Boscoe Francis P, McLaughlin Colleen, Schymura Maria J, Kielb Christine L
SEER Program, National Cancer Institute, Bethesda, Maryland, MD, USA.
Health Place. 2003 Sep;9(3):273-7. doi: 10.1016/s1353-8292(02)00060-6.
We propose a technique for the display of results of Kulldorff's spatial scan statistic and related cluster detection methods that provides a greater degree of informational content.

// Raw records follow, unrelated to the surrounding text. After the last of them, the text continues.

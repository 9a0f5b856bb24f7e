use pvl_types::{Position, Record, GENESIS_POSITION};

use crate::digest::recompute_record_digest;

/// Hash chain integrity verifier.
///
/// Verifies that an ascending sequence of records forms a valid chain:
/// positions are contiguous from genesis, the genesis record points at the
/// `"0"` sentinel, each record's `previous_digest` matches its predecessor's
/// `digest`, and each record's `digest` recomputes from its stored fields.
/// Stored canonical payload bytes are hashed as-is, so a payload that no
/// longer decodes never interrupts verification.
pub struct HashChainVerifier;

impl HashChainVerifier {
    /// Verify a chain, stopping at the first problem.
    pub fn verify_chain(records: &[Record]) -> Result<(), ChainError> {
        match Self::violations(records).into_iter().next() {
            Some(err) => Err(err),
            None => Ok(()),
        }
    }

    /// Collect every problem in the chain, in position order.
    pub fn violations(records: &[Record]) -> Vec<ChainError> {
        let mut found = Vec::new();
        let mut previous: Option<&Record> = None;

        for (index, record) in records.iter().enumerate() {
            let expected = index as Position;
            if record.position != expected {
                found.push(ChainError::SequenceGap {
                    expected,
                    found: record.position,
                });
            }

            match previous {
                None => {
                    if record.position != GENESIS_POSITION
                        || !record.previous_digest.is_genesis_sentinel()
                    {
                        found.push(ChainError::InvalidGenesis {
                            position: record.position,
                        });
                    }
                }
                Some(prev) => {
                    if record.previous_digest != prev.digest {
                        found.push(ChainError::BrokenLink {
                            position: record.position,
                        });
                    }
                }
            }

            if !Self::verify_record(record) {
                found.push(ChainError::DigestMismatch {
                    position: record.position,
                });
            }

            previous = Some(record);
        }

        found
    }

    /// Check a single record's digest against its own fields.
    pub fn verify_record(record: &Record) -> bool {
        recompute_record_digest(record) == record.digest
    }
}

/// Errors from chain verification.
#[derive(Debug, Clone, thiserror::Error, PartialEq, Eq)]
pub enum ChainError {
    #[error("first record at position {position} is not a valid genesis record")]
    InvalidGenesis { position: Position },

    #[error("sequence gap: expected position {expected}, found {found}")]
    SequenceGap { expected: Position, found: Position },

    #[error("broken link at position {position}: previous digest does not match")]
    BrokenLink { position: Position },

    #[error("digest mismatch at position {position}: computed digest differs from stored")]
    DigestMismatch { position: Position },
}

impl ChainError {
    /// Position of the record the problem was found on.
    pub fn position(&self) -> Position {
        match self {
            Self::InvalidGenesis { position }
            | Self::BrokenLink { position }
            | Self::DigestMismatch { position } => *position,
            Self::SequenceGap { found, .. } => *found,
        }
    }
}

#[cfg(test)]
mod tests {
    use super::*;
    use crate::digest::compute_digest;
    use pvl_types::{Digest, Timestamp};

    fn build_chain(count: usize) -> Vec<Record> {
        let mut chain: Vec<Record> = Vec::new();
        let timestamp: Timestamp = "2026-10-17T08:30:00Z".parse().unwrap();

        for i in 0..count {
            let position = i as Position;
            let previous_digest = chain
                .last()
                .map(|r| r.digest.clone())
                .unwrap_or_else(Digest::genesis_sentinel);
            let payload = format!(r#"{{"n":{i}}}"#);
            let digest = compute_digest(position, &previous_digest, &payload, &timestamp);
            chain.push(Record {
                position,
                previous_digest,
                digest,
                payload,
                timestamp,
            });
        }

        chain
    }

    #[test]
    fn empty_chain_is_valid() {
        assert!(HashChainVerifier::verify_chain(&[]).is_ok());
    }

    #[test]
    fn single_record_chain() {
        assert!(HashChainVerifier::verify_chain(&build_chain(1)).is_ok());
    }

    #[test]
    fn multi_record_chain() {
        assert!(HashChainVerifier::verify_chain(&build_chain(10)).is_ok());
    }

    #[test]
    fn genesis_with_real_previous_digest_fails() {
        let mut chain = build_chain(1);
        chain[0].previous_digest = Digest::from_bytes([1; 32]);
        let errors = HashChainVerifier::violations(&chain);
        assert_eq!(errors[0], ChainError::InvalidGenesis { position: 0 });
    }

    #[test]
    fn broken_link_detected() {
        let mut chain = build_chain(3);
        chain[2].previous_digest = Digest::from_bytes([99; 32]);
        let err = HashChainVerifier::verify_chain(&chain).unwrap_err();
        assert_eq!(err, ChainError::BrokenLink { position: 2 });
    }

    #[test]
    fn sequence_gap_detected() {
        let mut chain = build_chain(4);
        chain.remove(2);
        let err = HashChainVerifier::verify_chain(&chain).unwrap_err();
        assert_eq!(
            err,
            ChainError::SequenceGap {
                expected: 2,
                found: 3
            }
        );
    }

    #[test]
    fn tampered_payload_detected() {
        let mut chain = build_chain(3);
        chain[1].payload = r#"{"n":42}"#.into();
        let err = HashChainVerifier::verify_chain(&chain).unwrap_err();
        assert_eq!(err, ChainError::DigestMismatch { position: 1 });
    }

    #[test]
    fn tampered_genesis_detected() {
        let mut chain = build_chain(2);
        chain[0].payload = r#"{"message":"Rewritten"}"#.into();
        let err = HashChainVerifier::verify_chain(&chain).unwrap_err();
        assert_eq!(err, ChainError::DigestMismatch { position: 0 });
    }

    #[test]
    fn flipped_digest_reports_both_sides() {
        let mut chain = build_chain(3);
        let mut hex = chain[1].digest.to_string();
        let flipped = if hex.ends_with('0') { '1' } else { '0' };
        hex.pop();
        hex.push(flipped);
        chain[1].digest = Digest::from_hex(&hex).unwrap();

        let errors = HashChainVerifier::violations(&chain);
        assert_eq!(
            errors,
            vec![
                ChainError::DigestMismatch { position: 1 },
                ChainError::BrokenLink { position: 2 },
            ]
        );
    }

    #[test]
    fn undecodable_payload_still_verifies() {
        let timestamp: Timestamp = "2026-10-17T08:30:00Z".parse().unwrap();
        let payload = "{not json".to_string();
        let digest = compute_digest(0, &Digest::genesis_sentinel(), &payload, &timestamp);
        let chain = vec![Record {
            position: 0,
            previous_digest: Digest::genesis_sentinel(),
            digest,
            payload,
            timestamp,
        }];
        assert!(HashChainVerifier::verify_chain(&chain).is_ok());
    }

    #[test]
    fn error_position() {
        assert_eq!(ChainError::BrokenLink { position: 4 }.position(), 4);
        assert_eq!(
            ChainError::SequenceGap {
                expected: 2,
                found: 5
            }
            .position(),
            5
        );
    }
}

By simultaneously considering likelihood ratio and relative risk, it is possible to identify focused sub-clusters of higher (or lower) relative risk among broader regional excesses or deficits. The result is a map with a nested or contoured appearance. Here the technique is applied to prostate cancer mortality data in counties within the contiguous United States during the period 1970-1994. The resulting map shows both broad and localized patterns of excess and deficit, which complements a choropleth map of the same data.
我们提出了一种用于展示库尔朵夫空间扫描统计及相关聚类检测方法结果的技术,该技术能提供更高程度的信息含量。通过同时考虑似然比和相对风险,在更广泛的区域超额或不足情况中识别出相对风险较高(或较低)的集中子聚类是有可能的。结果是得到一幅具有嵌套或等高线外观的地图。在此,该技术被应用于1970 - 1994年期间美国本土各县的前列腺癌死亡率数据。所得地图展示了超额和不足的广泛及局部模式,这对相同数据的分级统计图起到了补充作用。